Collection entries:

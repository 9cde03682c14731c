use std::net::SocketAddr;
use std::sync::Arc;

use axum::{
    body::Body,
    extract::{ConnectInfo, State},
    http::Request,
    middleware::Next,
    response::{IntoResponse, Response},
};
use redis::AsyncCommands;

use crate::{config::Config, error::AppError};

/// Fixed-window request counter per client IP, kept in Redis.
#[derive(Clone)]
pub struct RateLimiter {
    redis: Arc<redis::Client>,
    config: Arc<Config>,
}

impl RateLimiter {
    pub fn new(redis: redis::Client, config: Config) -> Self {
        Self {
            redis: Arc::new(redis),
            config: Arc::new(config),
        }
    }

    /// Count one request for `ip`. Returns the number of requests seen in
    /// the current window.
    async fn hit(&self, ip: &str) -> Result<i64, redis::RedisError> {
        let key = format!("rate_limit:{}", ip);
        let mut conn = self.redis.get_multiplexed_async_connection().await?;

        let count: i64 = conn.incr(&key, 1).await?;
        if count == 1 {
            let _: () = conn
                .expire(&key, self.config.rate_limit_window().as_secs() as i64)
                .await?;
        }
        Ok(count)
    }

    pub async fn check_rate_limit(self: Arc<Self>, req: Request<Body>, next: Next) -> Response {
        let ip = client_ip(&req);

        match self.hit(&ip).await {
            Ok(count) if count > i64::from(self.config.rate_limit_requests) => {
                tracing::info!(%ip, count, "rate limit exceeded");
                AppError::RateLimited(self.config.rate_limit_window().as_secs()).into_response()
            }
            Ok(_) => next.run(req).await,
            Err(e) => {
                tracing::warn!(%ip, "rate limiter unavailable, letting request through: {}", e);
                next.run(req).await
            }
        }
    }
}

/// Client address: `x-real-ip`, then the first `x-forwarded-for` entry, then
/// the socket peer.
fn client_ip(req: &Request<Body>) -> String {
    let remote_ip = req
        .extensions()
        .get::<ConnectInfo<SocketAddr>>()
        .map(|ci| ci.0.ip().to_string());

    req.headers()
        .get("x-real-ip")
        .and_then(|h| h.to_str().ok())
        .or_else(|| {
            req.headers()
                .get("x-forwarded-for")
                .and_then(|h| h.to_str().ok())
                .and_then(|s| s.split(',').find(|ip| !ip.trim().is_empty()))
        })
        .or(remote_ip.as_deref())
        .unwrap_or("unknown")
        .trim()
        .to_string()
}

pub async fn rate_limit(
    State(limiter): State<Arc<RateLimiter>>,
    req: Request<Body>,
    next: Next,
) -> Response {
    limiter.check_rate_limit(req, next).await
}

#[cfg(test)]
mod tests {
    use super::*;

    fn request(headers: &[(&str, &str)]) -> Request<Body> {
        let mut builder = Request::builder().uri("/");
        for (name, value) in headers {
            builder = builder.header(*name, *value);
        }
        builder.body(Body::empty()).unwrap()
    }

    #[test]
    fn prefers_real_ip_header() {
        let req = request(&[("x-real-ip", "10.0.0.1"), ("x-forwarded-for", "10.0.0.2")]);
        assert_eq!(client_ip(&req), "10.0.0.1");
    }

    #[test]
    fn falls_back_to_first_forwarded_address() {
        let req = request(&[("x-forwarded-for", " , 203.0.113.7, 10.0.0.2")]);
        assert_eq!(client_ip(&req), "203.0.113.7");
    }

    #[test]
    fn uses_socket_address_last() {
        let mut req = request(&[]);
        req.extensions_mut()
            .insert(ConnectInfo(SocketAddr::from(([192, 0, 2, 1], 4000))));
        assert_eq!(client_ip(&req), "192.0.2.1");

        assert_eq!(client_ip(&request(&[])), "unknown");
    }
}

• Work to be completed: Only the lines from the one with "2, 1], 4000))));" through the last line above should be restated, word for word.

• Expected answer:
            .insert(ConnectInfo(SocketAddr::from(([192, 0, 2, 1], 4000))));
        assert_eq!(client_ip(&req), "192.0.2.1");

        assert_eq!(client_ip(&request(&[])), "unknown");
    }
}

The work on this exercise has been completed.